Research

A Cross-Domain Joint Dictionary Learning Approach for ECG Reconstruction from PPG

From March 01, 2019

Abstract

An emerging research direction considers the inverse problem of inferring electrocardiogram (ECG) from photoplethysmogram (PPG) to bring about the synergy between the easy measurability of PPG and the rich clinical knowledge of ECG to facilitate preventive healthcare. Previous reconstruction using a universal basis has limited accuracy due to the lack of rich representative power. This paper proposes a cross-domain joint dictionary learning (XDJDL) framework to maximize the expressive power for the two cross-domain signals. Building on K-SVD technique, XDJDL optimizes simultaneously the PPG and ECG signal representations and the transform between them, enabling the joint learning of a pair of signal dictionaries with a transform to characterize the relation between their sparse codes. The proposed model is evaluated with 34,000+ ECG/PPG cycle pairs containing a variety of ECG morphologies and cardiovascular diseases. Experimental results validate the accuracy and the generality of the proposed algorithm, suggesting an encouraging potential for disease screening using PPG measurement based on the proactive learned PPG-ECG relationship.
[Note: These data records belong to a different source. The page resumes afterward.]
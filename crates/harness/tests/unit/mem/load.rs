//! Read Port Unit Tests.
//!
//! Verifies the fixed-latency shift pipeline: delivery timing, valid/error
//! echo, out-of-range handling, and read-after-write ordering.

use proptest::prelude::*;
use rstest::rstest;
use vsim_harness::common::ReadRequest;
use vsim_harness::mem::{BackingStore, LoadPort};

use crate::common::harness::capture_logs;

fn store_with_pattern(size: usize) -> BackingStore {
    let mut store = BackingStore::new(size).unwrap();
    for (i, b) in store.as_mut_slice().iter_mut().enumerate() {
        *b = i as u8;
    }
    store
}

// ══════════════════════════════════════════════════════════
// 1. Latency
// ══════════════════════════════════════════════════════════

#[rstest]
#[case(1)]
#[case(2)]
#[case(5)]
fn read_is_delivered_after_latency(#[case] latency: u32) {
    let store = store_with_pattern(256);
    let mut port = LoadPort::new(32, latency).unwrap();

    let first = port.step(ReadRequest::new(0x10, true), &store);
    assert!(!first.valid);

    for cycle in 1..latency {
        let resp = port.step(ReadRequest::idle(), &store);
        assert!(!resp.valid, "delivered early at cycle {cycle}");
    }

    let resp = port.step(ReadRequest::idle(), &store);
    assert!(resp.valid);
    assert!(!resp.error);
    assert_eq!(resp.data, &[0x10, 0x11, 0x12, 0x13]);
}

#[test]
fn back_to_back_reads_stay_in_order() {
    let store = store_with_pattern(256);
    let mut port = LoadPort::new(32, 3).unwrap();

    let addrs = [0x00, 0x04, 0x08, 0x0C, 0x10];
    let mut delivered = Vec::new();
    for cycle in 0..addrs.len() + 3 {
        let req = addrs
            .get(cycle)
            .map_or(ReadRequest::idle(), |&a| ReadRequest::new(a, true));
        let resp = port.step(req, &store);
        if resp.valid {
            delivered.push(resp.data[0]);
        }
    }
    assert_eq!(delivered, vec![0x00, 0x04, 0x08, 0x0C, 0x10]);
}

#[test]
fn wide_port_delivers_full_width() {
    let store = store_with_pattern(256);
    let mut port = LoadPort::new(128, 1).unwrap();
    assert_eq!(port.width_bytes(), 16);
    assert_eq!(port.latency(), 1);

    let _ = port.step(ReadRequest::new(0x20, true), &store);
    let resp = port.step(ReadRequest::idle(), &store);
    let expected: Vec<u8> = (0x20..0x30).collect();
    assert_eq!(resp.data, expected.as_slice());
}

// ══════════════════════════════════════════════════════════
// 2. Valid and error echo
// ══════════════════════════════════════════════════════════

#[test]
fn idle_request_delivers_error_without_valid() {
    let store = store_with_pattern(64);
    let mut port = LoadPort::new(32, 1).unwrap();
    let _ = port.step(ReadRequest::idle(), &store);
    let resp = port.step(ReadRequest::idle(), &store);
    assert!(!resp.valid);
    assert!(resp.error);
    assert_eq!(resp.data, &[0, 0, 0, 0]);
}

#[test]
fn out_of_range_read_is_valid_with_error() {
    let store = store_with_pattern(64);
    let mut port = LoadPort::new(32, 2).unwrap();
    let _ = port.step(ReadRequest::new(64, true), &store);
    let _ = port.step(ReadRequest::idle(), &store);
    let resp = port.step(ReadRequest::idle(), &store);
    assert!(resp.valid);
    assert!(resp.error);
    assert_eq!(resp.data, &[0, 0, 0, 0]);
}

#[test]
fn read_straddling_end_zero_fills() {
    let store = store_with_pattern(64);
    let mut port = LoadPort::new(32, 1).unwrap();
    let _ = port.step(ReadRequest::new(62, true), &store);
    let resp = port.step(ReadRequest::idle(), &store);
    assert!(resp.valid);
    assert!(!resp.error);
    assert_eq!(resp.data, &[62, 63, 0, 0]);
}

#[test]
fn short_read_past_end_is_logged() {
    let store = store_with_pattern(64);
    let mut port = LoadPort::new(64, 1).unwrap();

    let ((), logs) = capture_logs(|| {
        let _ = port.step(ReadRequest::new(60, true), &store);
    });
    assert!(logs.contains("read runs past end of memory"), "logs: {logs}");
    assert!(logs.contains("read=4"), "logs: {logs}");

    let ((), logs) = capture_logs(|| {
        let _ = port.step(ReadRequest::new(8, true), &store);
    });
    assert!(!logs.contains("past end"), "logs: {logs}");
}

// ══════════════════════════════════════════════════════════
// 3. Ordering against the store
// ══════════════════════════════════════════════════════════

#[test]
fn read_captures_store_contents_at_acceptance() {
    let mut store = store_with_pattern(64);
    let mut port = LoadPort::new(32, 2).unwrap();

    let _ = port.step(ReadRequest::new(0, true), &store);
    // A later write does not change the captured slot
    assert!(store.write_word(0, 0xFFFF_FFFF));
    let _ = port.step(ReadRequest::new(0, true), &store);

    let old = port.step(ReadRequest::idle(), &store).data.to_vec();
    let new = port.step(ReadRequest::idle(), &store).data.to_vec();
    assert_eq!(old, vec![0, 1, 2, 3]);
    assert_eq!(new, vec![0xFF; 4]);
}

// ══════════════════════════════════════════════════════════
// 4. Properties
// ══════════════════════════════════════════════════════════

proptest! {
    #[test]
    fn delivery_cycle_is_issue_plus_latency(
        latency in 1u32..8,
        issue in 0usize..6,
        word in 0u32..60,
    ) {
        let store = store_with_pattern(256);
        let mut port = LoadPort::new(32, latency).unwrap();
        let addr = word * 4;
        let total = issue + latency as usize + 1;
        let mut delivered_at = None;

        for cycle in 0..total {
            let req = if cycle == issue {
                ReadRequest::new(addr, true)
            } else {
                ReadRequest::idle()
            };
            let resp = port.step(req, &store);
            if resp.valid {
                prop_assert!(delivered_at.is_none());
                prop_assert_eq!(resp.data[0], addr as u8);
                delivered_at = Some(cycle);
            }
        }
        prop_assert_eq!(delivered_at, Some(issue + latency as usize));
    }

    #[test]
    fn error_is_set_exactly_for_rejected_requests(
        addr in 0u32..512,
        valid in any::<bool>(),
    ) {
        let store = store_with_pattern(256);
        let mut port = LoadPort::new(32, 1).unwrap();
        let _ = port.step(ReadRequest::new(addr, valid), &store);
        let resp = port.step(ReadRequest::idle(), &store);
        prop_assert_eq!(resp.valid, valid);
        prop_assert_eq!(resp.error, !(valid && addr < 256));
    }
}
A Pilot Study: ECG Reconstruction from PPG

From October 01, 2018

Abstract

In this work, we study the relation between electrocardiogram (ECG) and photoplethysmogram (PPG) signals and infer the waveform of ECG using PPG measurement. As the first work to address this inverse problem, we propose and train a linear transform which maps the discrete cosine transform (DCT) coefficients of the PPG cycle to those of the corresponding ECG cycle. The resulting DCT coefficients of the ECG cycle are then inversely transformed to obtain the predicted ECG waveform. The proposed method is evaluated with the different morphologies of the PPG and ECG signals on three benchmark datasets with a variety of combinations of age, weight, and health conditions using different training modes. Experimental results show that the proposed method can achieve a high prediction accuracy greater than 0.92 in averaged correlation for each dataset when the model is trained subject-wise. With a signal processing and learning system that is designed synergistically, we are able to reconstruct ECG signal by exploiting the relation of these two types of cardiovascular measurement.